(Records excerpted from a collection)

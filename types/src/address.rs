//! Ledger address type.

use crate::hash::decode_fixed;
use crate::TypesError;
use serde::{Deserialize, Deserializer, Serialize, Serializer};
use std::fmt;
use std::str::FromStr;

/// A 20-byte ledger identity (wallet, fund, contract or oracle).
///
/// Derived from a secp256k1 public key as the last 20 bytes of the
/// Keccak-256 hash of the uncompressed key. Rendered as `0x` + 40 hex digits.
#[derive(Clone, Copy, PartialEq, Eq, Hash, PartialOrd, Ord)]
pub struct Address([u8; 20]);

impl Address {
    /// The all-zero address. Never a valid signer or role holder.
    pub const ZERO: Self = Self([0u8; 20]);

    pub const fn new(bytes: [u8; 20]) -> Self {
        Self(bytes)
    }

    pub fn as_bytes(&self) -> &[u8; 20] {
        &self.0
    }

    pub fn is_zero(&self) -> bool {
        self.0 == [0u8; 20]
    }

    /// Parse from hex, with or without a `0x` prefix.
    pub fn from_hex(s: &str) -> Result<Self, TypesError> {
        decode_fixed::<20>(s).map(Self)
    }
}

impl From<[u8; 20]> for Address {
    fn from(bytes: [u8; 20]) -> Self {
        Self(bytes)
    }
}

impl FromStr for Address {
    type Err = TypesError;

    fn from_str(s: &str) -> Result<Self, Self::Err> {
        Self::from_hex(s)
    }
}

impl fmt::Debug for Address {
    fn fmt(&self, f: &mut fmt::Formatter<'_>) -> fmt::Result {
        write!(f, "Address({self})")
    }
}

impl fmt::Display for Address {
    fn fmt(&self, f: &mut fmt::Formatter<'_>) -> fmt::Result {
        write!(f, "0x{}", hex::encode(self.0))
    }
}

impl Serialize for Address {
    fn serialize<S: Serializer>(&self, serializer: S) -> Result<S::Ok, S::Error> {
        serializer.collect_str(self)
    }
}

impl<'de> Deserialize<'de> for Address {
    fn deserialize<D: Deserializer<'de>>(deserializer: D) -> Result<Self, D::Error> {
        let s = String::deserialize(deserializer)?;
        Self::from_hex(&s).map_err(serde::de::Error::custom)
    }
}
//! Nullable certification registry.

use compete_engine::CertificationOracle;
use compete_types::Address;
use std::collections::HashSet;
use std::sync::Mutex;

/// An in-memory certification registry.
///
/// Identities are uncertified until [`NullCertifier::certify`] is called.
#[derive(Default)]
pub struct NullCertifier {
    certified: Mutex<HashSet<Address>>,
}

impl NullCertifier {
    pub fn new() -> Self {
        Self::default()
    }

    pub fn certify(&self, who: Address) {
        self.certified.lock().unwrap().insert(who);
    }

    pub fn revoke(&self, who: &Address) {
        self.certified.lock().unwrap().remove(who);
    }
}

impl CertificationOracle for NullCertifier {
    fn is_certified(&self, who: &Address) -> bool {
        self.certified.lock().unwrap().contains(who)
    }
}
==
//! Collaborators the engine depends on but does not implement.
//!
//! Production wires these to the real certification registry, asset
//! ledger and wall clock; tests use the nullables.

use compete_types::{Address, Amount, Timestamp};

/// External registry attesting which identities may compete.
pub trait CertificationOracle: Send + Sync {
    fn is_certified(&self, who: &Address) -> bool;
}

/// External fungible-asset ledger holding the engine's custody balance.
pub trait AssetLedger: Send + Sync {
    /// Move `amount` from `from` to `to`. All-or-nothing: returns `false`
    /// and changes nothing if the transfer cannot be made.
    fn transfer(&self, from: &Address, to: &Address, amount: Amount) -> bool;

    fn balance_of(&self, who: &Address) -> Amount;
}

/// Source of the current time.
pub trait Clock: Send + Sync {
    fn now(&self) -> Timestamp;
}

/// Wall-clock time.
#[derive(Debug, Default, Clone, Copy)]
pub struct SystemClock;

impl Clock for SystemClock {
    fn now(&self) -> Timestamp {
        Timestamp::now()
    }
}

**REQUIRED ACTION**
Reproduce only the lines above spanning from the line containing "pub fn from_hex(s: &str)" through the line containing "impl fmt::Debug for", word for word.

**SOLUTION**
    pub fn from_hex(s: &str) -> Result<Self, TypesError> {
        decode_fixed::<20>(s).map(Self)
    }
}

impl From<[u8; 20]> for Address {
    fn from(bytes: [u8; 20]) -> Self {
        Self(bytes)
    }
}

impl FromStr for Address {
    type Err = TypesError;

    fn from_str(s: &str) -> Result<Self, Self::Err> {
        Self::from_hex(s)
    }
}

impl fmt::Debug for Address {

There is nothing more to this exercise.